**Activity**
The line with "one build agree.", the line with "file must exist.", and all lines between them in the material below: return these exactly, and no others.

**Available records**
Content starts

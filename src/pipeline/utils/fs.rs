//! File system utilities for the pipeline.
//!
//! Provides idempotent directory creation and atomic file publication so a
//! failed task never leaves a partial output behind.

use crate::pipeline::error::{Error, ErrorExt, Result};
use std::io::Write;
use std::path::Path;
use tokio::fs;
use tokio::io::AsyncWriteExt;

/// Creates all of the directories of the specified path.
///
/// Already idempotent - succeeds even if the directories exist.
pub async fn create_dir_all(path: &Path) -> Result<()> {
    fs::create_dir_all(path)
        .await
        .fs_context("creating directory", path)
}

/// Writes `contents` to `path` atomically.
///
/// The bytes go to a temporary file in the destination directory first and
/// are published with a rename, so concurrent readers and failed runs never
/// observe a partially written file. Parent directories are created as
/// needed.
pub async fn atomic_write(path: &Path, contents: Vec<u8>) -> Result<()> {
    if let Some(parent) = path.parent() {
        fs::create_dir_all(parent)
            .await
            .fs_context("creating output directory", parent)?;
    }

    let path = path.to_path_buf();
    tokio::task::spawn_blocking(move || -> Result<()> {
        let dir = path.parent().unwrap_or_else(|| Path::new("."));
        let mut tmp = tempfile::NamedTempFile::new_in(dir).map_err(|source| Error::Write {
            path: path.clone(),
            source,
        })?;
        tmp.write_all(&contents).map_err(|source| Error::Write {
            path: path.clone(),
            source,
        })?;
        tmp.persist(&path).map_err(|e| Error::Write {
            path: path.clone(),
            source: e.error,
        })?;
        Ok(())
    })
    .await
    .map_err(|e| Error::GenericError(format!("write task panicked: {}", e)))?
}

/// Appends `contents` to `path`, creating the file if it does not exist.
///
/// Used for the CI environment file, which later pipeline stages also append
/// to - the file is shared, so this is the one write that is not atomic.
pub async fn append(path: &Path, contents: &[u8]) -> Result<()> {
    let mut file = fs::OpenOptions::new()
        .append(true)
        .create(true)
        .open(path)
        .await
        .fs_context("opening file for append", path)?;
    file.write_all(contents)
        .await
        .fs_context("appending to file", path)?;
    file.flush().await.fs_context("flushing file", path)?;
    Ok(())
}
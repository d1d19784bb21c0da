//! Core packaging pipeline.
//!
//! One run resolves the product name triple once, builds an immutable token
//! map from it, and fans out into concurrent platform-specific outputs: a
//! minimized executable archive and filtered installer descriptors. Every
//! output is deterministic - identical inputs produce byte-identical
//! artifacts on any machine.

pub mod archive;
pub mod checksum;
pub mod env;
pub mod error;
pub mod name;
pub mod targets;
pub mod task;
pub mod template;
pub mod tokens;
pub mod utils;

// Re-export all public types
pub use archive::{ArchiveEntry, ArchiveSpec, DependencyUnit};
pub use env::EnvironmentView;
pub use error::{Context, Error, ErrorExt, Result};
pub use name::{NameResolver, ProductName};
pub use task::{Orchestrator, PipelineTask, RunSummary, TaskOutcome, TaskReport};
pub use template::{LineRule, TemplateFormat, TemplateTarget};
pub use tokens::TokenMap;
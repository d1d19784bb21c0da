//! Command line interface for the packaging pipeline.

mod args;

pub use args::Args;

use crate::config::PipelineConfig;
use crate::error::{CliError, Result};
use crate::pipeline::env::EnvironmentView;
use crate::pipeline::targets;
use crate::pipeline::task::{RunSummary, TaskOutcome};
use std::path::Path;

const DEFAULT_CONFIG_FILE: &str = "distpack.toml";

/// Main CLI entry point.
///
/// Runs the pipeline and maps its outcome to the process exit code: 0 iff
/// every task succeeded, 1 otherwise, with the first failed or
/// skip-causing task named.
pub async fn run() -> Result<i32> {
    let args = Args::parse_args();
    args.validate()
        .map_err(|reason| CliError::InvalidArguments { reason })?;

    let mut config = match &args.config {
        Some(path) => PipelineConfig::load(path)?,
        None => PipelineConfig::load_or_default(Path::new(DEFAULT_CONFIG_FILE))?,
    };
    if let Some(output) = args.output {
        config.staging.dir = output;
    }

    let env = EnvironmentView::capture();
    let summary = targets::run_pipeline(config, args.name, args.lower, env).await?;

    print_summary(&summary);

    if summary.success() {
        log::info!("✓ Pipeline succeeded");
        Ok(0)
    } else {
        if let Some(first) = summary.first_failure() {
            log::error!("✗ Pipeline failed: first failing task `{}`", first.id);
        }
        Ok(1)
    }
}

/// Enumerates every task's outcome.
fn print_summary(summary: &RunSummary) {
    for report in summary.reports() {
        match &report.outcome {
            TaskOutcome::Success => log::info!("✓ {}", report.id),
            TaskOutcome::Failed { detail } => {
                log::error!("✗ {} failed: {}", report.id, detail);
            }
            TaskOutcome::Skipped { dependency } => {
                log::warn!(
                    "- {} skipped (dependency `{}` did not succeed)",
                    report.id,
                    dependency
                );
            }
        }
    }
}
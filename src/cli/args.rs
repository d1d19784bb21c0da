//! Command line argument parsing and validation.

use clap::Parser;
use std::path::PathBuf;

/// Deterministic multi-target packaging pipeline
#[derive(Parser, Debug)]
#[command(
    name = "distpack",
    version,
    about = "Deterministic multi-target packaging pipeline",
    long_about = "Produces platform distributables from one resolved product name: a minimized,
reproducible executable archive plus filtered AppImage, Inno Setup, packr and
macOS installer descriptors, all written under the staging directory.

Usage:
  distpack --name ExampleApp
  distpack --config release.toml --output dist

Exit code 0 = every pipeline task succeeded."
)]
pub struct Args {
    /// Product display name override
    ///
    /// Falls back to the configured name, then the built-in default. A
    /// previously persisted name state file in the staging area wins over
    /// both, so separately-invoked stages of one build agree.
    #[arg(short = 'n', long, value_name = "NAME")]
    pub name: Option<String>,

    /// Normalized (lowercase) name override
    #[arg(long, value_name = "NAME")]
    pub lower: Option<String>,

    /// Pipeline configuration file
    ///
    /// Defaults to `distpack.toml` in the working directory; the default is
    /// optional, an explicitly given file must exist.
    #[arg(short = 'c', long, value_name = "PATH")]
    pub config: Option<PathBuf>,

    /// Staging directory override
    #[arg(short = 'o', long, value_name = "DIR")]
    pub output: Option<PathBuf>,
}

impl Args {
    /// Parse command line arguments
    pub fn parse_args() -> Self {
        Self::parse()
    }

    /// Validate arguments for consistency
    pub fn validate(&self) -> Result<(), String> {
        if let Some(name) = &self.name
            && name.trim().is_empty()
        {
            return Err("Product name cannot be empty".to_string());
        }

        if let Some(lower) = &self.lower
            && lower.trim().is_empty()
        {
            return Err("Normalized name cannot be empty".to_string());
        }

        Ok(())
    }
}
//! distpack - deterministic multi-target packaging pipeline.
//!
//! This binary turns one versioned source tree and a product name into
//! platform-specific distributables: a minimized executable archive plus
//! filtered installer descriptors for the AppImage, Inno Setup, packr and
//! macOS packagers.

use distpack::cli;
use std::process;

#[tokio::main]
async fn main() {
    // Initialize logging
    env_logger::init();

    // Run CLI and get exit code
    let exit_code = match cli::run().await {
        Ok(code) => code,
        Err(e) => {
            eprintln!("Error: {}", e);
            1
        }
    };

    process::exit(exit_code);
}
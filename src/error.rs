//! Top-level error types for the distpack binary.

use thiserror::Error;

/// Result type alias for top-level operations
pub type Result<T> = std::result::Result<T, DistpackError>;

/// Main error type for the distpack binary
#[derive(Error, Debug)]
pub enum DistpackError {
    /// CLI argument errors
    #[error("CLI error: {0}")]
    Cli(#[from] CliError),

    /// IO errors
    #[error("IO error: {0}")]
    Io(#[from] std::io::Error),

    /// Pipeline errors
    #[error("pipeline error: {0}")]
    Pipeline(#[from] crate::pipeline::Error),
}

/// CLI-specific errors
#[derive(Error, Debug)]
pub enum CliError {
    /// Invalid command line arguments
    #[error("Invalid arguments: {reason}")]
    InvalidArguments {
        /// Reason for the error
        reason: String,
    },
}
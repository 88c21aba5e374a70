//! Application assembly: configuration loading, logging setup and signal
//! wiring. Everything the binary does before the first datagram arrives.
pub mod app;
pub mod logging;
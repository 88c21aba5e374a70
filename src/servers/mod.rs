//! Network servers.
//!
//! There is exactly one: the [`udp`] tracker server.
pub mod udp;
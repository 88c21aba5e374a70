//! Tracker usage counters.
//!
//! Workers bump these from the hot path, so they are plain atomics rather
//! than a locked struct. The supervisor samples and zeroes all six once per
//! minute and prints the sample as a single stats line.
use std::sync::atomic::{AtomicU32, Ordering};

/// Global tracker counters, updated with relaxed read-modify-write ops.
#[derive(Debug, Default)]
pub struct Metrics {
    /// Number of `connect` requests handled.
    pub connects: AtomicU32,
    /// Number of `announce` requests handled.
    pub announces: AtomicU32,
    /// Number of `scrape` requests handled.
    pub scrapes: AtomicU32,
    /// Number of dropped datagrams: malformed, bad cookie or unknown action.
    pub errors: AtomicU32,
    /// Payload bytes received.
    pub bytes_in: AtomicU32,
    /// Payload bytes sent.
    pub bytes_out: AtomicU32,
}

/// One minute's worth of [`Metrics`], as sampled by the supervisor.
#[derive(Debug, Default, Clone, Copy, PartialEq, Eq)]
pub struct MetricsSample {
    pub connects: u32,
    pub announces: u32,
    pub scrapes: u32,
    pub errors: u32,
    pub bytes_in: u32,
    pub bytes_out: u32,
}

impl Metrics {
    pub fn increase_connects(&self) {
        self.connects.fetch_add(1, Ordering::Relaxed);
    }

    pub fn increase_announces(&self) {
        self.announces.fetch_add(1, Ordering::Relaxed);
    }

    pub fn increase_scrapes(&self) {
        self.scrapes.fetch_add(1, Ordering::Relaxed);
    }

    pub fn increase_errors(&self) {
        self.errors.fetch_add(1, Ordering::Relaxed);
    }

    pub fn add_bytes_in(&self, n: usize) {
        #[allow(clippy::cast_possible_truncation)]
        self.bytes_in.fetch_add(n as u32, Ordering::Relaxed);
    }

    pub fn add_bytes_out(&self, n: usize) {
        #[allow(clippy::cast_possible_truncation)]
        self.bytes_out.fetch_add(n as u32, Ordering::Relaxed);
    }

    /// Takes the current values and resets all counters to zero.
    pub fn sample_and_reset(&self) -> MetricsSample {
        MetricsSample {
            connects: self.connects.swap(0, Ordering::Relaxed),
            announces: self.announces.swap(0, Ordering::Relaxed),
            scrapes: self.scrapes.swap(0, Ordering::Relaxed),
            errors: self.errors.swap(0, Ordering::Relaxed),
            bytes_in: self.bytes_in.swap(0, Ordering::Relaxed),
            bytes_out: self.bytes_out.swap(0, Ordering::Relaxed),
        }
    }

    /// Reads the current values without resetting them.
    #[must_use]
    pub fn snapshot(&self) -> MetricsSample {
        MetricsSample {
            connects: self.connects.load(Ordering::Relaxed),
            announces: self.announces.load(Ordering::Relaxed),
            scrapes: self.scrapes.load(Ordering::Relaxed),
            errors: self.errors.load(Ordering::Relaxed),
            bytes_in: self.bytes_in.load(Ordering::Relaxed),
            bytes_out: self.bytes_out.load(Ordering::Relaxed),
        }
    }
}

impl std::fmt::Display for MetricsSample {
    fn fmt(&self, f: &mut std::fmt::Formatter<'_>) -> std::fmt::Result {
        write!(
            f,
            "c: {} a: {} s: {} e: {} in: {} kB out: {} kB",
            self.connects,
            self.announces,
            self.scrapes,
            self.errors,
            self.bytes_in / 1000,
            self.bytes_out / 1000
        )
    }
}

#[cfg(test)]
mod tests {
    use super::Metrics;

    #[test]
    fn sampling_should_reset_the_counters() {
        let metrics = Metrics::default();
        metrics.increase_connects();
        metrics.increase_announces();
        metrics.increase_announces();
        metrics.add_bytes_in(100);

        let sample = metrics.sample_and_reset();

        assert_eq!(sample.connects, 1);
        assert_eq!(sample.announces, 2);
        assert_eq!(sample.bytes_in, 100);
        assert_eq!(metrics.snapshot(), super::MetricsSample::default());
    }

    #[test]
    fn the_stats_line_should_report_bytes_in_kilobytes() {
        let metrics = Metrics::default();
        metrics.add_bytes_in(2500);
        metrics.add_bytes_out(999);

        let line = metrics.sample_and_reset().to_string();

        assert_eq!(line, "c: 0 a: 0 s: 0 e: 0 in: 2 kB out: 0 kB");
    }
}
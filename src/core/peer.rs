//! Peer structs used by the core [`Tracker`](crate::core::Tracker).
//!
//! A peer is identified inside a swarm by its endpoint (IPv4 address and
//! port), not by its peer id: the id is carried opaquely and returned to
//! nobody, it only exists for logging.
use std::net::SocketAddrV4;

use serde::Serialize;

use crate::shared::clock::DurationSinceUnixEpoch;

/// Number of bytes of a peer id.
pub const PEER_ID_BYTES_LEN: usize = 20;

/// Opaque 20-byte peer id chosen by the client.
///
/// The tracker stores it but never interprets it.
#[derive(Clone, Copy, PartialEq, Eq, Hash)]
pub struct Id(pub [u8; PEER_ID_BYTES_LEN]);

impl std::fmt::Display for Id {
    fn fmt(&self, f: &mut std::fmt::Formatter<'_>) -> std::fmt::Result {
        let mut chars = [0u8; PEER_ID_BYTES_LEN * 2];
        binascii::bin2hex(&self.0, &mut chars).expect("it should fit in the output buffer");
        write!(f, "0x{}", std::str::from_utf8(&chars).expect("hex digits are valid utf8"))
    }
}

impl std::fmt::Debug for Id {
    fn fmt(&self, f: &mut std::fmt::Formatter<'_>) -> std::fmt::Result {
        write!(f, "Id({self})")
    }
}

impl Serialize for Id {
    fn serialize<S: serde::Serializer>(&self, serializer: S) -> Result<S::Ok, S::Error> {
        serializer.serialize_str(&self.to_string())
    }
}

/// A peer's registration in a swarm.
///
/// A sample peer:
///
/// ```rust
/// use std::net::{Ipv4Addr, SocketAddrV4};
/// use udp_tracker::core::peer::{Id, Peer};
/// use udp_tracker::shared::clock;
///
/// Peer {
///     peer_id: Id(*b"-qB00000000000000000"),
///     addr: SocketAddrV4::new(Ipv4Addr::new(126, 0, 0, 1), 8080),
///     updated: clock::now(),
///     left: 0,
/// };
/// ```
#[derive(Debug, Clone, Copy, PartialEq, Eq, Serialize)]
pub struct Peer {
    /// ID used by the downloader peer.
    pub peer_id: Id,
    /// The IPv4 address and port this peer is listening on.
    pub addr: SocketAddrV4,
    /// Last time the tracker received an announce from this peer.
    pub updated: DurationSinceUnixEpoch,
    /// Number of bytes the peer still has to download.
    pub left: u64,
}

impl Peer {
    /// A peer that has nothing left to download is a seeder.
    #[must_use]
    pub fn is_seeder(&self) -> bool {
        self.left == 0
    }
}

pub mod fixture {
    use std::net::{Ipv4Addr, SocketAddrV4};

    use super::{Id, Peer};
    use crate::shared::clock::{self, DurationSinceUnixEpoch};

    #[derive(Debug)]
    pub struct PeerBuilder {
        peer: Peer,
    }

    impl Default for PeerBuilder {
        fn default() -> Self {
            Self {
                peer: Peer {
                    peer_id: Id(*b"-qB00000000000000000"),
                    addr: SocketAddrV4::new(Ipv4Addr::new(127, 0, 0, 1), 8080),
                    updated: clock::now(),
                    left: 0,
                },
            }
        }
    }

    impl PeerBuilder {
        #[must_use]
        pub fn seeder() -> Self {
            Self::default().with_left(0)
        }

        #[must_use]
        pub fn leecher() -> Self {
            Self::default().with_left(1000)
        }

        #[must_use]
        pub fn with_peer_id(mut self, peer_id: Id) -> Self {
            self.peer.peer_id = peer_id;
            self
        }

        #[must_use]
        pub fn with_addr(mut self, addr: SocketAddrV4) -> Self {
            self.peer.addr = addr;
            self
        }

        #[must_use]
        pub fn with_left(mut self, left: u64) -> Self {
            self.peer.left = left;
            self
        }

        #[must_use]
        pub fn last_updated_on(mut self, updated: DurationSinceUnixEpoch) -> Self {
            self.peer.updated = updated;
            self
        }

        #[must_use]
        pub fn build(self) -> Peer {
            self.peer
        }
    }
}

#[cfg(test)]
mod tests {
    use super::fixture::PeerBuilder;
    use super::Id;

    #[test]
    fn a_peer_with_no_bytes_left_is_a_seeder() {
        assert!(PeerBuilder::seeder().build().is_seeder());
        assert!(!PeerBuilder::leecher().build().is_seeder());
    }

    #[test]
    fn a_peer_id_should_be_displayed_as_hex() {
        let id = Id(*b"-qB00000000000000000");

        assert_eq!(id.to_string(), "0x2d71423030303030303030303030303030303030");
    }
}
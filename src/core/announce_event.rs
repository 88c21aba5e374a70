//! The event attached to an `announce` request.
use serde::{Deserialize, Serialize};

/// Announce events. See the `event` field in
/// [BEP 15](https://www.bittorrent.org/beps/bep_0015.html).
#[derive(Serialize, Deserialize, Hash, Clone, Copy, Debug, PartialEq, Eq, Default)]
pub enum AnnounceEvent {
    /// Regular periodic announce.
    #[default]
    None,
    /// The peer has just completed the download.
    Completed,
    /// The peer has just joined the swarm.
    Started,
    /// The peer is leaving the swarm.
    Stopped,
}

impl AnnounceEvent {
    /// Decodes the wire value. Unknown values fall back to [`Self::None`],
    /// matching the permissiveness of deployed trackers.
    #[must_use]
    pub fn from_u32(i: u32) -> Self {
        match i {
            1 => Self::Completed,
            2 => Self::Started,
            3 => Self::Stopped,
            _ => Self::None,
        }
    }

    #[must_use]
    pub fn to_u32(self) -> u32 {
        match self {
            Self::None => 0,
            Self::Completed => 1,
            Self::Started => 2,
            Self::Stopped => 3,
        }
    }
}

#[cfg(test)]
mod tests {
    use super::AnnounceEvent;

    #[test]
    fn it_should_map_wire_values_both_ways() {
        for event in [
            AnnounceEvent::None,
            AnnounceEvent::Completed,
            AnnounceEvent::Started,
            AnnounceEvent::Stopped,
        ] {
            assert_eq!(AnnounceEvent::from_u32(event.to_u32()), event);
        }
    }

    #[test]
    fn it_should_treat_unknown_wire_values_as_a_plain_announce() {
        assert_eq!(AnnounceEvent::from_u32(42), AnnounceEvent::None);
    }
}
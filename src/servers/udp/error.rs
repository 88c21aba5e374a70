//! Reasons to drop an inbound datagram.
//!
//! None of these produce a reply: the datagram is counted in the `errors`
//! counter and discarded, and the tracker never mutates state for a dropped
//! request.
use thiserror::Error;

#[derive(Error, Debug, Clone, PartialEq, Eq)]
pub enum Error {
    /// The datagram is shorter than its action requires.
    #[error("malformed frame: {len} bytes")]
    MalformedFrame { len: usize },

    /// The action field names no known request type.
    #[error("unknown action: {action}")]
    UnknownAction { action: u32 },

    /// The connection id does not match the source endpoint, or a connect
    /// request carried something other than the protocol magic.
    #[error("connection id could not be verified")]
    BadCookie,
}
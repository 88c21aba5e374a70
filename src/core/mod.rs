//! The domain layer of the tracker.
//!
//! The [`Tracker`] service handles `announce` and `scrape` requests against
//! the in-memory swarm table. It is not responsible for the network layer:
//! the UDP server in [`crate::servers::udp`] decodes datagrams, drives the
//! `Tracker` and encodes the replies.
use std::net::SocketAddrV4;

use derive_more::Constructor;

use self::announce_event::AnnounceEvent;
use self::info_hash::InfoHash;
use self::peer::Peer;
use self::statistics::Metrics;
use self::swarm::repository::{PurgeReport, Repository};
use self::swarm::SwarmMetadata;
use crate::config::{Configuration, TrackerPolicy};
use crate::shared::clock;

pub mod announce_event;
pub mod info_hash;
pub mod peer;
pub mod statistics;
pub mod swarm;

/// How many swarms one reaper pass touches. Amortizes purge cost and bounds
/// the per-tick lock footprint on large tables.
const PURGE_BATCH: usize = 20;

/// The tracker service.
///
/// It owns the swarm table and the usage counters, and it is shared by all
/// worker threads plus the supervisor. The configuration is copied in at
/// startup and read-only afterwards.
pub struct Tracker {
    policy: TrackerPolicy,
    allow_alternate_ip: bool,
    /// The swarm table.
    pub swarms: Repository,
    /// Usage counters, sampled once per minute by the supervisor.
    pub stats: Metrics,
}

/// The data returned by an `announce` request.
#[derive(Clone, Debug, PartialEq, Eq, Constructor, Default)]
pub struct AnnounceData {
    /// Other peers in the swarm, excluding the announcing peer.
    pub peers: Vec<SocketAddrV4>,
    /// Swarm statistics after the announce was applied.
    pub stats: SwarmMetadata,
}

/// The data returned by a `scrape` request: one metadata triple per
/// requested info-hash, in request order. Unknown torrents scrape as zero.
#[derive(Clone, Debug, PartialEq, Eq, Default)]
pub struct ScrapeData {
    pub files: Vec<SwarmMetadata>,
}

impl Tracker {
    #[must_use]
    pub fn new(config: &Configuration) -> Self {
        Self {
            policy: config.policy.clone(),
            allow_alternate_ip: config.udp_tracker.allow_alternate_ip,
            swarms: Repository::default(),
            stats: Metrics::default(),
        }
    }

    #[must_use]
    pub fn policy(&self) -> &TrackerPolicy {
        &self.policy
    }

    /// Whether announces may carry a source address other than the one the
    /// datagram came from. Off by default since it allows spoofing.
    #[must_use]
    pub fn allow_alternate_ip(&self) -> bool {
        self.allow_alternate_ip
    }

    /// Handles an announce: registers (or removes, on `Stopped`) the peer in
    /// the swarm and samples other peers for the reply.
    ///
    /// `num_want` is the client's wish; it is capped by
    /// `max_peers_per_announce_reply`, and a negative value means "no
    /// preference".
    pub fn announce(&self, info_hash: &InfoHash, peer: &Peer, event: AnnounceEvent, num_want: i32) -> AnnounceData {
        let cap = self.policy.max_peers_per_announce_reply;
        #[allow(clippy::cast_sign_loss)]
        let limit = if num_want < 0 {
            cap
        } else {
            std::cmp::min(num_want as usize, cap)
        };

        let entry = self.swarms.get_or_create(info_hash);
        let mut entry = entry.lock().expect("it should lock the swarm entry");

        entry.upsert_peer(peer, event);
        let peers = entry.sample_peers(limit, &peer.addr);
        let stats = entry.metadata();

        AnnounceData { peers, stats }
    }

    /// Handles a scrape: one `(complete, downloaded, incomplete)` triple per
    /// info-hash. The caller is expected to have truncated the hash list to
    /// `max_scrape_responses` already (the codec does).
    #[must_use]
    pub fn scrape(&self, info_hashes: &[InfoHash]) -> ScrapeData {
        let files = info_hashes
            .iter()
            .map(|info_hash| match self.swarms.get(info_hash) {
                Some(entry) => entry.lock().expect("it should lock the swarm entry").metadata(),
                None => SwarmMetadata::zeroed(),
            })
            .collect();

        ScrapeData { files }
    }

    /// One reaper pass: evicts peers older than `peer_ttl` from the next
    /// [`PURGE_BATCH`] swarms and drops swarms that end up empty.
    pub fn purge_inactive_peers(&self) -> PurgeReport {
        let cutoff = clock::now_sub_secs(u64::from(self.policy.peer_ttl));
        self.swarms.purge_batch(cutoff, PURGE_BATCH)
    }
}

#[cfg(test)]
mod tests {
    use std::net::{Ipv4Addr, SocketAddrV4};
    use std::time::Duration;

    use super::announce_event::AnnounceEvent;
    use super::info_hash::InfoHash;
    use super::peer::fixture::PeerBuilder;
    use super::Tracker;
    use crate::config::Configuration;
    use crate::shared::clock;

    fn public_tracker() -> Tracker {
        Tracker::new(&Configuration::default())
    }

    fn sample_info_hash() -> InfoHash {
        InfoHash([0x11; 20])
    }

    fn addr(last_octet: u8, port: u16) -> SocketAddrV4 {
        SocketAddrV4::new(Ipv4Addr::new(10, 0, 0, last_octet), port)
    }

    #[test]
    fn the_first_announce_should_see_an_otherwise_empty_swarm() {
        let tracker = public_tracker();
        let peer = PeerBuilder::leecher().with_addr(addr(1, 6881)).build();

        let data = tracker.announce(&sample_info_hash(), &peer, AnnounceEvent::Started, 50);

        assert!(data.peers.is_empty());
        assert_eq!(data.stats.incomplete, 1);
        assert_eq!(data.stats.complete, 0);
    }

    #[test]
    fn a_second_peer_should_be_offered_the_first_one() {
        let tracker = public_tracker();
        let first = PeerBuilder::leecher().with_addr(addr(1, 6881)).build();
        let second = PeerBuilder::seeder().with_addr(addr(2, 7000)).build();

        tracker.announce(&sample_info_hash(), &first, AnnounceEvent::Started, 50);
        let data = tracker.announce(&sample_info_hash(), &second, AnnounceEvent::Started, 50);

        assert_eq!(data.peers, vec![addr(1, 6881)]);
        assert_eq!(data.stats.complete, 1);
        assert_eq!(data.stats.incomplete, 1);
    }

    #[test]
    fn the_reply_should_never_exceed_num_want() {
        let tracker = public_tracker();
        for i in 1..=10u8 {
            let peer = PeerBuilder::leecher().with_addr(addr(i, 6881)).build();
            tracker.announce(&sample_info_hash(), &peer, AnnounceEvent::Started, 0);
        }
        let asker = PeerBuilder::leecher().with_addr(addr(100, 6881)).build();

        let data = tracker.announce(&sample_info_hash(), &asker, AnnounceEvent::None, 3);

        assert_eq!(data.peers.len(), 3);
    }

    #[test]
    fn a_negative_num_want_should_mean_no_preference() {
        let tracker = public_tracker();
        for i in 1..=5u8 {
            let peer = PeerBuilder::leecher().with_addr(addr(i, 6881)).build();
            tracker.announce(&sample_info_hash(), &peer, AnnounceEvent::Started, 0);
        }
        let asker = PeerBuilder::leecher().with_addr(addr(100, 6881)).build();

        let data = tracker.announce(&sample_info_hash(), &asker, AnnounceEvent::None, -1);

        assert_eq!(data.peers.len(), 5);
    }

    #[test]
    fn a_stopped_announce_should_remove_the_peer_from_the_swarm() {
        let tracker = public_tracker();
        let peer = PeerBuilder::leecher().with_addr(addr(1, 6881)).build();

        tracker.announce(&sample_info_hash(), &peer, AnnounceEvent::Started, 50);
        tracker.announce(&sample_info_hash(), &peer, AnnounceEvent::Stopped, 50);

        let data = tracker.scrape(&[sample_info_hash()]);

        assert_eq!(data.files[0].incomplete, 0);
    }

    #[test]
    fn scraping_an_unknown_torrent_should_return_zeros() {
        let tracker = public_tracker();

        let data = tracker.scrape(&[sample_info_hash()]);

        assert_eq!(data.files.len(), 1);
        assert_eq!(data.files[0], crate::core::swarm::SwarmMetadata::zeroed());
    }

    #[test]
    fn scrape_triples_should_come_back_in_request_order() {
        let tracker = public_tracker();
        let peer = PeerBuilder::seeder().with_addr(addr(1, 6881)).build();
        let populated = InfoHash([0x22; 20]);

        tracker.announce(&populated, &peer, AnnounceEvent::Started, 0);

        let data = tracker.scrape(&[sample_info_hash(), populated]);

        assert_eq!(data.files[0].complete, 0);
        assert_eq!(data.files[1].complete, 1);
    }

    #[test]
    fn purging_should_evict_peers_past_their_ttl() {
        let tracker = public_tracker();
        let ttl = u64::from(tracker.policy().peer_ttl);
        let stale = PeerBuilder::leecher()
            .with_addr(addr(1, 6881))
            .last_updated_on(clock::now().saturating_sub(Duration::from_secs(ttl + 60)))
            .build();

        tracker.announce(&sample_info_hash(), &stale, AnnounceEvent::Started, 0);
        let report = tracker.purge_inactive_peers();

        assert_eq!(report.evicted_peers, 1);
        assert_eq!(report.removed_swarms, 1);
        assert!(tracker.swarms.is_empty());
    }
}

Content ends

**Solution to this exercise**
    /// both, so separately-invoked stages of one build agree.
    #[arg(short = 'n', long, value_name = "NAME")]
    pub name: Option<String>,

    /// Normalized (lowercase) name override
    #[arg(long, value_name = "NAME")]
    pub lower: Option<String>,

    /// Pipeline configuration file
    ///
    /// Defaults to `distpack.toml` in the working directory; the default is
    /// optional, an explicitly given file must exist.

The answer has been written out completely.